The company reassured customers and employees that operations would be unaffected at Luminant and TXU Energy and that wages and benefits would be paid as usual. Luminant is a Texas power generation business with plant, mine, wholesale marketing and trading, and development operations. It has more than 15.4 GW of generation capacity. TXU Energy is a retail electricity provider with more than 1.7 million customers in Texas.
“We are pleased to have the support of our key financial stakeholders for a consensual restructuring,” said John Young, president and CEO of EFH. “This restructuring is focused on our balance sheet, not our operations. We fully expect to continue normal business operations during the reorganization.”
Under the terms of the proposed restructuring agreement, upon emergence, transactions would be implemented to eliminate certain debt at EFH and certain of its subsidiaries.
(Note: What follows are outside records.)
//! Derived feature transformations.
//!
//! A derived feature is computed by the PMML consumer at scoring time from
//! raw inputs. The transformation is never evaluated here, it is carried
//! into the document as a `DerivedField` expression.
use crate::errors::PmmlError;
use crate::features::{DataType, Feature};
use serde::{Deserialize, Serialize};

/// Binds a table column to the input field that feeds it.
#[derive(Debug, Deserialize, Serialize, Clone, PartialEq)]
#[serde(rename_all = "camelCase")]
pub struct FieldColumnPair {
    pub field: String,
    pub column: String,
}

impl FieldColumnPair {
    pub fn new(field: &str, column: &str) -> Self {
        FieldColumnPair {
            field: field.to_string(),
            column: column.to_string(),
        }
    }
}

/// One row of an inline table, an ordered list of `(column, value)` cells.
#[derive(Debug, Deserialize, Serialize, Clone, PartialEq, Default)]
pub struct Row {
    pub cells: Vec<(String, String)>,
}

impl Row {
    pub fn new() -> Self {
        Row { cells: Vec::new() }
    }

    /// Append a cell, returning the row for chaining.
    pub fn with<V: ToString>(mut self, column: &str, value: V) -> Self {
        self.cells.push((column.to_string(), value.to_string()));
        self
    }

    pub fn get(&self, column: &str) -> Option<&str> {
        self.cells.iter().find(|(c, _)| c == column).map(|(_, v)| v.as_str())
    }
}

/// Build a row from `(column, value)` pairs.
pub fn pmml_row(cells: &[(&str, &str)]) -> Row {
    cells.iter().fold(Row::new(), |row, (c, v)| row.with(c, v))
}

#[derive(Debug, Deserialize, Serialize, Clone, PartialEq, Default)]
pub struct InlineTable {
    pub rows: Vec<Row>,
}

impl InlineTable {
    pub fn new() -> Self {
        InlineTable { rows: Vec::new() }
    }

    pub fn push(&mut self, row: Row) {
        self.rows.push(row);
    }
}

/// Discrete lookup table: the values of the input fields select a row,
/// and the row's `output_column` cell is the derived value.
#[derive(Debug, Deserialize, Serialize, Clone, PartialEq)]
#[serde(rename_all = "camelCase")]
pub struct MapValues {
    pub output_column: String,
    pub data_type: DataType,
    #[serde(default, skip_serializing_if = "Option::is_none")]
    pub default_value: Option<String>,
    #[serde(default, skip_serializing_if = "Option::is_none")]
    pub map_missing_to: Option<String>,
    pub field_column_pairs: Vec<FieldColumnPair>,
    pub inline_table: InlineTable,
}

impl MapValues {
    pub fn new(output_column: &str, data_type: DataType) -> Self {
        MapValues {
            output_column: output_column.to_string(),
            data_type,
            default_value: None,
            map_missing_to: None,
            field_column_pairs: Vec::new(),
            inline_table: InlineTable::new(),
        }
    }

    pub fn add_pair(mut self, field: &str, column: &str) -> Self {
        self.field_column_pairs.push(FieldColumnPair::new(field, column));
        self
    }

    pub fn add_row(mut self, row: Row) -> Self {
        self.inline_table.push(row);
        self
    }

    pub fn set_default_value(mut self, default_value: Option<String>) -> Self {
        self.default_value = default_value;
        self
    }

    pub fn set_map_missing_to(mut self, map_missing_to: Option<String>) -> Self {
        self.map_missing_to = map_missing_to;
        self
    }

    /// Every row must define every mapped column and the output column.
    fn validate(&self) -> Result<(), PmmlError> {
        if self.field_column_pairs.is_empty() {
            return Err(PmmlError::ConfigurationError(format!(
                "mapping to {} has no field column pairs",
                self.output_column
            )));
        }
        for (i, row) in self.inline_table.rows.iter().enumerate() {
            let columns = self.field_column_pairs.iter().map(|p| p.column.as_str());
            for column in columns.chain(std::iter::once(self.output_column.as_str())) {
                if row.get(column).is_none() {
                    return Err(PmmlError::ConfigurationError(format!(
                        "row {} of mapping to {} has no value for column {}",
                        i, self.output_column, column
                    )));
                }
            }
        }
        Ok(())
    }
}

/// Declarative transforms a derived feature can be defined by.
#[derive(Debug, Deserialize, Serialize, Clone, PartialEq)]
pub enum Transformation {
    MapValues(MapValues),
}

impl Transformation {
    /// Names of the fields the transformation reads.
    pub fn input_fields(&self) -> Vec<&str> {
        match self {
            Transformation::MapValues(m) => m.field_column_pairs.iter().map(|p| p.field.as_str()).collect(),
        }
    }

    pub fn data_type(&self) -> DataType {
        match self {
            Transformation::MapValues(m) => m.data_type,
        }
    }

    pub fn validate(&self) -> Result<(), PmmlError> {
        match self {
            Transformation::MapValues(m) => m.validate(),
        }
    }
}

impl From<MapValues> for Transformation {
    fn from(m: MapValues) -> Self {
        Transformation::MapValues(m)
    }
}

/// A computed feature paired with the transform that produces it.
#[derive(Debug, Deserialize, Serialize, Clone, PartialEq)]
pub struct DerivedFeature {
    pub feature: Feature,
    pub transformation: Transformation,
}

impl DerivedFeature {
    pub fn new<T: Into<Transformation>>(feature: Feature, transformation: T) -> Result<Self, PmmlError> {
        let derived = DerivedFeature {
            feature,
            transformation: transformation.into(),
        };
        derived.validate()?;
        Ok(derived)
    }

    pub fn validate(&self) -> Result<(), PmmlError> {
        self.feature.validate()?;
        self.transformation.validate()?;
        if self.feature.data_type() != self.transformation.data_type() {
            return Err(PmmlError::ConfigurationError(format!(
                "derived feature {} is {} but its transformation produces {}",
                self.name(),
                self.feature.data_type(),
                self.transformation.data_type()
            )));
        }
        Ok(())
    }

    pub fn name(&self) -> &str {
        self.feature.name()
    }
}

#[cfg(test)]
mod tests {
    use super::*;

    fn mapping() -> MapValues {
        MapValues::new("output", DataType::Double)
            .add_pair("x1", "x1")
            .add_pair("x2", "x2")
            .add_row(pmml_row(&[("x1", "0"), ("x2", "zero"), ("output", "0")]))
            .add_row(pmml_row(&[("x1", "0"), ("x2", "one"), ("output", "0")]))
            .add_row(pmml_row(&[("x1", "1"), ("x2", "zero"), ("output", "0")]))
            .add_row(Row::new().with("x1", 1).with("x2", "one").with("output", 1))
    }

    #[test]
    fn test_map_values() {
        let t = Transformation::from(mapping());
        assert_eq!(t.input_fields(), vec!["x1", "x2"]);
        assert_eq!(t.data_type(), DataType::Double);
        assert!(t.validate().is_ok());
        if let Transformation::MapValues(m) = &t {
            assert_eq!(m.inline_table.rows.len(), 4);
            assert_eq!(m.inline_table.rows[3].get("output"), Some("1"));
        }
    }

    #[test]
    fn test_incomplete_row_fails() {
        let m = mapping().add_row(pmml_row(&[("x1", "1"), ("output", "1")]));
        let err = DerivedFeature::new(Feature::real_numeric("x3"), m).unwrap_err();
        assert!(matches!(err, PmmlError::ConfigurationError(_)));
    }

    #[test]
    fn test_mapping_without_pairs_fails() {
        let m = MapValues::new("output", DataType::Double);
        assert!(DerivedFeature::new(Feature::real_numeric("x3"), m).is_err());
    }

    #[test]
    fn test_data_type_disagreement_fails() {
        let err = DerivedFeature::new(Feature::integer_numeric("x3"), mapping()).unwrap_err();
        assert!(matches!(err, PmmlError::ConfigurationError(_)));

        let integer_mapping = MapValues {
            data_type: DataType::Integer,
            ..mapping()
        };
        assert!(DerivedFeature::new(Feature::integer_numeric("x3"), integer_mapping).is_ok());
    }

    #[test]
    fn test_derived_feature() {
        let d = DerivedFeature::new(Feature::real_numeric("x3"), mapping()).unwrap();
        assert_eq!(d.name(), "x3");
        let json = serde_json::to_string(&d).unwrap();
        let back: DerivedFeature = serde_json::from_str(&json).unwrap();
        assert_eq!(back, d);
    }
}
use serde::{Deserialize, Serialize};
use std::fmt;

/// One record of a fitted tree. Child indices address other records
/// in the same `Tree` arena.
#[derive(Deserialize, Serialize, Clone, Debug, PartialEq)]
pub struct TreeNode {
    pub num: usize,
    pub depth: usize,
    pub split_value: f64,
    pub split_feature: usize,
    pub left_child: usize,
    pub right_child: usize,
    pub is_leaf: bool,
    /// Number of training samples that reached this node.
    pub n_node_samples: usize,
    /// Per-class sample counts (classifier) or the mean target (regressor).
    pub value: Vec<f64>,
}

impl TreeNode {
    pub fn new_leaf(num: usize, n_node_samples: usize, value: Vec<f64>) -> Self {
        TreeNode {
            num,
            depth: 0,
            split_value: f64::NAN,
            split_feature: 0,
            left_child: 0,
            right_child: 0,
            is_leaf: true,
            n_node_samples,
            value,
        }
    }

    pub fn new_split(
        num: usize,
        split_feature: usize,
        split_value: f64,
        left_child: usize,
        right_child: usize,
        n_node_samples: usize,
        value: Vec<f64>,
    ) -> Self {
        TreeNode {
            num,
            depth: 0,
            split_value,
            split_feature,
            left_child,
            right_child,
            is_leaf: false,
            n_node_samples,
            value,
        }
    }

    /// Left and right child indices, `None` for a leaf.
    pub fn children(&self) -> Option<(usize, usize)> {
        if self.is_leaf {
            None
        } else {
            Some((self.left_child, self.right_child))
        }
    }
}

impl fmt::Display for TreeNode {
    // This trait requires `fmt` with this exact signature.
    fn fmt(&self, f: &mut fmt::Formatter) -> fmt::Result {
        if self.is_leaf {
            write!(f, "{}:leaf={:?},samples={}", self.num, self.value, self.n_node_samples)
        } else {
            write!(
                f,
                "{}:[{} <= {}] yes={},no={},samples={}",
                self.num, self.split_feature, self.split_value, self.left_child, self.right_child, self.n_node_samples
            )
        }
    }
}

#[cfg(test)]
mod tests {
    use super::*;

    #[test]
    fn test_split() {
        let n = TreeNode::new_split(0, 0, 0.5, 1, 2, 4, vec![1.0, 3.0]);
        assert_eq!(n.children(), Some((1, 2)));
        assert_eq!(format!("{}", n), "0:[0 <= 0.5] yes=1,no=2,samples=4");
    }

    #[test]
    fn test_leaf() {
        let n = TreeNode::new_leaf(4, 2, vec![0.0, 2.0]);
        assert!(n.children().is_none());
        assert_eq!(format!("{}", n), "4:leaf=[0.0, 2.0],samples=2");
    }
}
TCEH and its subsidiaries would separate from EFH without triggering any material tax liability. TCEH’s first lien lenders would receive all of the equity in the reorganized TCEH and the cash proceeds from the issuance of new debt at the reorganized TCEH in exchange for eliminating approximately $23 billion of TCEH’s funded debt.
At EFIH, the proposed transaction would eliminate approximately $2.5 billion of EFIH’s funded debt through, among other things, a capital infusion of up to $1.9 billion from certain EFIH unsecured noteholders. This capital would convert, along with all EFH and EFIH unsecured notes, into equity in the reorganized EFH upon the completion of the company’s reorganization. In addition, certain EFIH unsecured noteholders will receive cash consideration as a part of the reorganization.
At EFH, the proposed transactions would eliminate approximately $600 million of EFH’s funded debt. The reorganized EFH would continue to own EFIH, and EFIH would continue to retain its interest in Oncor.
The reorganization requires certain regulatory approvals, including the approval of the tax-free transaction by the Internal Revenue Service, approval by the Public Utility Commission of the State of Texas, and approval by the U.S. Nuclear Regulatory Commission due to Luminant’s ownership of the Comanche Peak Nuclear Power Plant.
“We expect that, with the support of our financial stakeholders, our restructuring can proceed expeditiously as we seek to strengthen our balance sheet and position the company for the future,” Young added.